Colonie agricole et pénitentiaire du Luc (Genèse)

Colonie agricole et pénitentiaire du Luc (Genèse)

Baguenaudes qui a pour habitude de folâtrer à quatre pattes dans l’herbe ou la boue et dont la plume et l’humour possèdent la légèreté d’un AMX 30 rouillé, Baguenaudes, donc, s’attaque aujourd’hui à un sujet bien pesant que l’Histoire, penaude, se dépêche d’oublier.

Cliquez sur les textes colorés en bleu pour avoir plus de détails.

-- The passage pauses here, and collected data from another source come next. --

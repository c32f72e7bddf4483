use crate::{
	meta_string::MetaStringWriter, refs::RefWriter, storage::Writer, types::TypeId, AnyCodec,
	AnyRef, Config, Error, RefFlag, Registry, Result, Serialize, TypeIdentifier,
};

/// Write context for one top-level serialization call.
///
/// Owns the output buffer, the reference table and the meta string
/// dictionary. All 3 are reset at start of every top-level call, so a
/// `Serializer` can be reused for many calls, but not shared between
/// concurrent ones.
pub struct Serializer<'g> {
	writer: Writer,
	refs: RefWriter,
	meta_strings: MetaStringWriter,
	registry: &'g Registry,
	config: &'g Config,
	depth: usize,
}

impl<'g> Serializer<'g> {
	pub fn new(registry: &'g Registry, config: &'g Config) -> Self {
		Self {
			writer: Writer::with_capacity(config.get_initial_capacity()),
			refs: RefWriter::new(),
			meta_strings: MetaStringWriter::new(),
			registry,
			config,
			depth: 0,
		}
	}

	#[inline]
	pub fn registry(&self) -> &'g Registry {
		self.registry
	}

	#[inline]
	pub fn config(&self) -> &'g Config {
		self.config
	}

	/// Get output buffer, for writing bodies.
	#[inline]
	pub fn writer(&mut self) -> &mut Writer {
		&mut self.writer
	}

	/// Serialize a polymorphic value.
	pub fn serialize_any(&mut self, value: Option<&AnyRef>) -> Result<Vec<u8>> {
		self.reset();
		let result = AnyCodec::write(self, value);
		self.finish(result)
	}

	/// Serialize a value of statically known type.
	pub fn serialize_value<T: Serialize>(&mut self, value: &T) -> Result<Vec<u8>> {
		self.reset();
		self.writer.reserve(T::RESERVED_SPACE);
		let result = value.serialize(self);
		self.finish(result)
	}

	// Release values held by reference table, so they don't outlive the call
	fn finish(&mut self, result: Result<()>) -> Result<Vec<u8>> {
		self.refs.reset();
		result?;
		Ok(self.writer.take())
	}

	/// Write reference flag for `value`, and its id if it's a back-reference.
	///
	/// `trackable` is ignored (treated as `false`) if reference tracking is
	/// disabled in config.
	#[inline]
	pub fn write_ref_or_null(&mut self, value: Option<&AnyRef>, trackable: bool) -> RefFlag {
		let trackable = trackable && self.config.is_ref_tracking();
		self.refs.write_ref_or_null(&mut self.writer, value, trackable)
	}

	/// Write a type identifier.
	///
	/// Numeric ids are written as `i16`. Named types write the `NAMED` marker,
	/// then namespace and type name as meta strings.
	pub fn write_type_identifier(&mut self, type_identifier: &TypeIdentifier) {
		match type_identifier {
			TypeIdentifier::Id(id) => self.writer.write_i16(*id),
			TypeIdentifier::Named {
				namespace,
				type_name,
			} => {
				self.writer.write_i16(TypeId::NAMED);
				self.meta_strings.write_namespace(&mut self.writer, namespace);
				self.meta_strings.write_type_name(&mut self.writer, type_name);
			}
		}
	}

	/// Run `f` one nesting level deeper, failing if depth limit is exceeded.
	///
	/// See [`Deserializer::nested`](crate::Deserializer::nested).
	pub fn nested<T>(&mut self, f: impl FnOnce(&mut Self) -> Result<T>) -> Result<T> {
		let max_depth = self.config.get_max_depth();
		if self.depth >= max_depth {
			return Err(Error::DepthLimitExceeded { max_depth });
		}
		self.depth += 1;
		let out = f(self);
		self.depth -= 1;
		out
	}

	fn reset(&mut self) {
		self.writer.clear();
		self.writer.reserve(self.config.get_initial_capacity());
		self.refs.reset();
		self.meta_strings.reset();
		self.depth = 0;
	}
}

L’objet de ces propos liminaires concerne une colonie agricole et pénitentiaire fondée en 1856.

Plantons le décor:

Nous sommes sur les Grands Causses où la nature a façonné des paysages empreints de majesté. Soleil de plomb l’été et grandes froidures l’hiver, il a fallu aux paysans la ténacité d’une tique pour s’accrocher et subsister sur ces terres caillouteuses et dépourvues d’eau excepté quelques lavognes souvent taries au plus fort des chaleurs.

colonie agricole et penitentiaire du luc

Quand on arpente ces paysages somptueux, il est difficile d’imaginer les événements qui s’y déroulèrent il n’y a pas si longtemps. Pourtant, bien cachés, des vestiges impressionnants demeurent et racontent une histoire qui ne peut laisser indifférent.

 

De ces grands espaces contemplatifs émane  une impression de liberté, pourtant, paradoxalement, c’est une des raisons de l’implantation d’une colonie pénitentiaire en 1856. Ici, pas besoin de grandes murailles ni de grilles, l’étendue du paysage désertique rend toute tentative d’évasion vouée à l’échec. Pourtant, plus d’un colon ont été tentés par une envie irrésistible de liberté, rêve qui  se transformait immanquablement en cauchemar au cours d’un séjour en cellule d’isolement.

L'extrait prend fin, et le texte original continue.